(Records for this task):
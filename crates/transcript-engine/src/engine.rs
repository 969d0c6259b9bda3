//! The lookup pipeline: transport → parser → aggregation.

use crate::acquisition::{transport_for, TransportClient};
use crate::config::EngineConfig;
use crate::error::{EngineError, Severity};
use crate::extraction::parse_result_page;
use crate::grading::aggregate;
use crate::model::{RegistrationNumber, StudentTranscript};
use serde_json::Value;
use std::time::Instant;
use tracing::{error, info, warn};

/// Outcome of one lookup.
pub type EngineResult = Result<StudentTranscript, EngineError>;

/// Fetches and grades one student's result per call.
///
/// Holds no per-request state, so one engine can serve concurrent calls.
pub struct TranscriptEngine {
    config: EngineConfig,
    transport: Box<dyn TransportClient>,
}

impl TranscriptEngine {
    /// Engine using the transport selected in `config`.
    pub fn new(config: EngineConfig) -> Self {
        let transport = transport_for(&config);
        Self { config, transport }
    }

    /// Engine with an explicit transport.
    pub fn with_transport(config: EngineConfig, transport: Box<dyn TransportClient>) -> Self {
        Self { config, transport }
    }

    pub fn config(&self) -> &EngineConfig {
        &self.config
    }

    /// Look up `raw` on the portal and compute GPA/CGPA.
    pub async fn submit_registration_number(&self, raw: &str) -> EngineResult {
        let start = Instant::now();
        let result = self.lookup(raw).await;
        let elapsed_ms = start.elapsed().as_millis() as u64;

        match &result {
            Ok(t) => info!(
                registration_no = %t.registration_no,
                transport = %self.transport.kind(),
                semesters = t.semesters.len(),
                courses = t.course_count(),
                cgpa = %t.cgpa,
                elapsed_ms,
                "lookup succeeded"
            ),
            Err(e) => match e.severity() {
                Severity::Warning => warn!(
                    registration_no = raw.trim(),
                    transport = %self.transport.kind(),
                    code = e.code(),
                    elapsed_ms,
                    "lookup failed: {e}"
                ),
                Severity::Error => error!(
                    registration_no = raw.trim(),
                    transport = %self.transport.kind(),
                    code = e.code(),
                    details = e.details().unwrap_or(""),
                    elapsed_ms,
                    "lookup failed: {e}"
                ),
            },
        }
        result
    }

    async fn lookup(&self, raw: &str) -> EngineResult {
        let reg = RegistrationNumber::parse(raw)?;
        let page = self.transport.fetch_result_page(&reg).await?;
        transcript_from_html(&page.html, &reg)
    }
}

/// Parse and grade an already fetched result page.
pub fn transcript_from_html(html: &str, reg: &RegistrationNumber) -> EngineResult {
    let parsed = parse_result_page(html, reg)?;
    if parsed.attempts.is_empty() {
        warn!(
            registration_no = %parsed.registration_no,
            "student found but no graded courses"
        );
    }

    let agg = aggregate(&parsed.attempts);
    Ok(StudentTranscript {
        student_name: parsed.student_name,
        registration_no: parsed.registration_no,
        cgpa: agg.cgpa,
        total_credit_hours: agg.total_credit_hours,
        total_quality_points: agg.total_quality_points,
        semesters: agg.semesters,
    })
}

/// Wire JSON for a lookup outcome.
pub fn outcome_json(result: &EngineResult) -> Value {
    let value = match result {
        Ok(t) => serde_json::to_value(t.report()),
        Err(e) => serde_json::to_value(e.report()),
    };
    value.unwrap_or_else(|e| {
        serde_json::json!({
            "success": false,
            "type": "error",
            "message": "Unexpected error occurred",
            "details": e.to_string(),
        })
    })
}

#[cfg(test)]
mod tests {
    use super::*;
    use crate::acquisition::RawPage;
    use crate::config::TransportKind;
    use async_trait::async_trait;

    const RESULT_PAGE: &str = include_str!("../tests/fixtures/result_page.html");

    struct CannedTransport(Result<&'static str, EngineError>);

    #[async_trait]
    impl TransportClient for CannedTransport {
        async fn fetch_result_page(
            &self,
            _reg: &RegistrationNumber,
        ) -> Result<RawPage, EngineError> {
            self.0.clone().map(|html| RawPage {
                url: "https://portal.test/result".into(),
                html: html.into(),
            })
        }

        fn kind(&self) -> TransportKind {
            TransportKind::Http
        }
    }

    fn engine(canned: Result<&'static str, EngineError>) -> TranscriptEngine {
        TranscriptEngine::with_transport(
            EngineConfig::default(),
            Box::new(CannedTransport(canned)),
        )
    }

    #[tokio::test]
    async fn test_fixture_transcript() {
        let t = engine(Ok(RESULT_PAGE))
            .submit_registration_number("2022-ag-7755")
            .await
            .unwrap();
        assert_eq!(t.student_name, "Ayesha Khan");
        assert_eq!(t.registration_no, "2022-ag-7755");

        let labels: Vec<&str> = t.semesters.iter().map(|s| s.semester.as_str()).collect();
        assert_eq!(labels, vec!["Winter 2022-2023", "Spring 2023"]);

        // MTH-101 retake (30 marks, Spring) replaces the failed attempt
        let spring = &t.semesters[1];
        let codes: Vec<&str> = spring.subjects.iter().map(|s| s.course_code.as_str()).collect();
        assert_eq!(codes, vec!["MTH-101", "ENG-102"]);
        assert_eq!(spring.subjects[0].quality_points.to_string(), "6.00");
        assert_eq!(spring.subjects[1].quality_points.to_string(), "6.33");
        assert_eq!(spring.gpa.to_string(), "2.466");

        assert_eq!(t.semesters[0].gpa.to_string(), "4.000");
        assert_eq!(t.total_credit_hours, 8);
        assert_eq!(t.total_quality_points.to_string(), "24.33");
        assert_eq!(t.cgpa.to_string(), "3.04125");
    }

    #[tokio::test]
    async fn test_blank_registration_never_reaches_transport() {
        let result = engine(Err(EngineError::Unreachable))
            .submit_registration_number("   ")
            .await;
        assert_eq!(result, Err(EngineError::MissingRegistration));
    }

    #[tokio::test]
    async fn test_transport_error_passes_through() {
        let result = engine(Err(EngineError::Timeout))
            .submit_registration_number("2022-ag-7755")
            .await;
        assert_eq!(result, Err(EngineError::Timeout));
    }

    #[tokio::test]
    async fn test_no_student_name() {
        let html = "<table class=\"table tab-content\"><tr><td>Registration #</td>\
                    <td>2022-ag-0000</td></tr><tr><td>Student Full Name</td><td></td></tr></table>";
        let result = engine(Ok(html))
            .submit_registration_number("2022-ag-0000")
            .await;
        assert_eq!(result, Err(EngineError::InvalidRegistration));
    }

    #[test]
    fn test_student_without_courses_is_success() {
        let html = "<table class=\"table tab-content\"><tr><td>Student Full Name</td>\
                    <td>Hina Tariq</td></tr></table>";
        let reg = RegistrationNumber::parse("2023-ag-1").unwrap();
        let t = transcript_from_html(html, &reg).unwrap();
        assert!(t.semesters.is_empty());
        assert!(t.cgpa.is_zero());
        assert_eq!(t.total_credit_hours, 0);
    }

    #[test]
    fn test_outcome_json_failure() {
        let json = outcome_json(&Err(EngineError::InvalidRegistration));
        assert_eq!(
            json,
            serde_json::json!({
                "success": false,
                "type": "warning",
                "message": "Invalid registration number, student not found"
            })
        );
    }

    #[test]
    fn test_outcome_json_success_shape() {
        let reg = RegistrationNumber::parse("2022-ag-7755").unwrap();
        let t = transcript_from_html(RESULT_PAGE, &reg).unwrap();
        let json = outcome_json(&Ok(t));
        assert_eq!(json["success"], true);
        assert_eq!(json["studentName"], "Ayesha Khan");
        assert_eq!(json["cgpa"], 3.04125);
        assert_eq!(json["totalCreditHours"], 8);
        assert_eq!(json["semesters"][0]["semester"], "Winter 2022-2023");
        assert_eq!(json["semesters"][0]["gpa"], 4.0);
        assert_eq!(json["semesters"][0]["subjects"][0]["courseCode"], "CS-101");
        assert_eq!(json["semesters"][0]["subjects"][0]["qualityPoints"], 12.0);
        assert!(json["semesters"][0]["subjects"][0].get("semester").is_none());
    }
}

(Directions for this task): Please report how many lines in the records above contain the word "TransportKind", and give nothing but the number.

(Answer space): 3